**What the exercise asks**
Look through the records below for the line with "repository e4746bc21ed2cf51" and the line with "use tracing_subscriber::EnvFilter;", then return those lines and all lines between, exactly.
Data records: Begin
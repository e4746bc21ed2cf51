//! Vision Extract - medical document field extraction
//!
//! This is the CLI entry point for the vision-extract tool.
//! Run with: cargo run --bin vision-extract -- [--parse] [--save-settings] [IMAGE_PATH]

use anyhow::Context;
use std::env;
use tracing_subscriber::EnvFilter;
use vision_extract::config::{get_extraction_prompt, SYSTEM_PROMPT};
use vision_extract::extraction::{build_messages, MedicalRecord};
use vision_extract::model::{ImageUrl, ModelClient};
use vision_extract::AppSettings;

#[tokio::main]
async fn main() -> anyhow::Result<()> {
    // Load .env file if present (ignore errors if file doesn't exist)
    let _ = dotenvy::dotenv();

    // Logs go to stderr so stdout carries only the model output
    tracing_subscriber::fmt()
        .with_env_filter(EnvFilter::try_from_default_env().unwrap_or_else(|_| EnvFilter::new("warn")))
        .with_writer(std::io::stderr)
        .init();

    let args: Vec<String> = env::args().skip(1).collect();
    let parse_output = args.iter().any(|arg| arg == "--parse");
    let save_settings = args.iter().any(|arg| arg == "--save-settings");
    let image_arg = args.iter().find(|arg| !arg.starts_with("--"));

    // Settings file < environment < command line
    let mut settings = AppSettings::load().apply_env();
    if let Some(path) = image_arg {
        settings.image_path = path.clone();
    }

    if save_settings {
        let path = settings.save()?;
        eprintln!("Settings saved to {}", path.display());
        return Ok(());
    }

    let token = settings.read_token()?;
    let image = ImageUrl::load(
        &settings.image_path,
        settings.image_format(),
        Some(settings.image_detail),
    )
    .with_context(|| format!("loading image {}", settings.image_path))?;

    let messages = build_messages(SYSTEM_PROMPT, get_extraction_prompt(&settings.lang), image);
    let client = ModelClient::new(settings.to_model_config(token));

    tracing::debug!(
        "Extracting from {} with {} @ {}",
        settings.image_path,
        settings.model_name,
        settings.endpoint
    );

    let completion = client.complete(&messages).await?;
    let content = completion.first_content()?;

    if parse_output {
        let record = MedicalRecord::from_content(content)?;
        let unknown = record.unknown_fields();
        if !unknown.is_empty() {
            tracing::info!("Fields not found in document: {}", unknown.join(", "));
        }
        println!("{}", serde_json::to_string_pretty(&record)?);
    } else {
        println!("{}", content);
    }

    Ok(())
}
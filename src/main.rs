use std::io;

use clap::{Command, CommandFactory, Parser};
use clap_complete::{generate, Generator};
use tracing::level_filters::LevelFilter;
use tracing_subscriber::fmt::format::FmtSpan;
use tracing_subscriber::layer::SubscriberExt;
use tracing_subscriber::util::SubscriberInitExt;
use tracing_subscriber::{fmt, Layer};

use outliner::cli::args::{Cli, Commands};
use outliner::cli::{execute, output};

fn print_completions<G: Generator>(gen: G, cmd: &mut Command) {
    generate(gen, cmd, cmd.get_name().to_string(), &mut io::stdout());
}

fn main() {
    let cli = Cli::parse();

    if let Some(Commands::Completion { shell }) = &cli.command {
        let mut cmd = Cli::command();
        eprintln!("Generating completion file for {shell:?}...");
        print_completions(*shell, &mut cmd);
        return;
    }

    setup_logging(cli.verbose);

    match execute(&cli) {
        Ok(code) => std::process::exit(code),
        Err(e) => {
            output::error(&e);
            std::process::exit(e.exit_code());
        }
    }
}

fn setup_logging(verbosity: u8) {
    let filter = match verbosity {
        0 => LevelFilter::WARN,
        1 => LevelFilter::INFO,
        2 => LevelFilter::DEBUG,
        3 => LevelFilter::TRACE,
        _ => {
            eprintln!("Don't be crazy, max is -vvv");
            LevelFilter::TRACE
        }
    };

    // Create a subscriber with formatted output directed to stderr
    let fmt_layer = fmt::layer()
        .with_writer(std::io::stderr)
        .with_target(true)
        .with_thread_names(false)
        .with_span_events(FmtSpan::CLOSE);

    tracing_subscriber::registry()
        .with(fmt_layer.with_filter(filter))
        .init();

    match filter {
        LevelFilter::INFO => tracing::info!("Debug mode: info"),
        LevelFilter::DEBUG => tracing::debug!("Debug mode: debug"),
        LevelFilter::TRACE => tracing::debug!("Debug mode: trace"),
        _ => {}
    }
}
Data records: End
Data records: Begin
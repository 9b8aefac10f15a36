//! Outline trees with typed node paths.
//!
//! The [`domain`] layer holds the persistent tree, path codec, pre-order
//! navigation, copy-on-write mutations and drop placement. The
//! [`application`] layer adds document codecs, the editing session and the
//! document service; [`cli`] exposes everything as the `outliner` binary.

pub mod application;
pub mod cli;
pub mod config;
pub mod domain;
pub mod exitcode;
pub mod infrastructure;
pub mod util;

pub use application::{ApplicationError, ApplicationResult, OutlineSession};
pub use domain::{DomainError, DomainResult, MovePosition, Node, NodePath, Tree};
Data records: End
**Result**
repository e4746bc21ed2cf51
//! Vision Extract - medical document field extraction
//!
//! This is the CLI entry point for the vision-extract tool.
//! Run with: cargo run --bin vision-extract -- [--parse] [--save-settings] [IMAGE_PATH]

use anyhow::Context;
use std::env;
use tracing_subscriber::EnvFilter;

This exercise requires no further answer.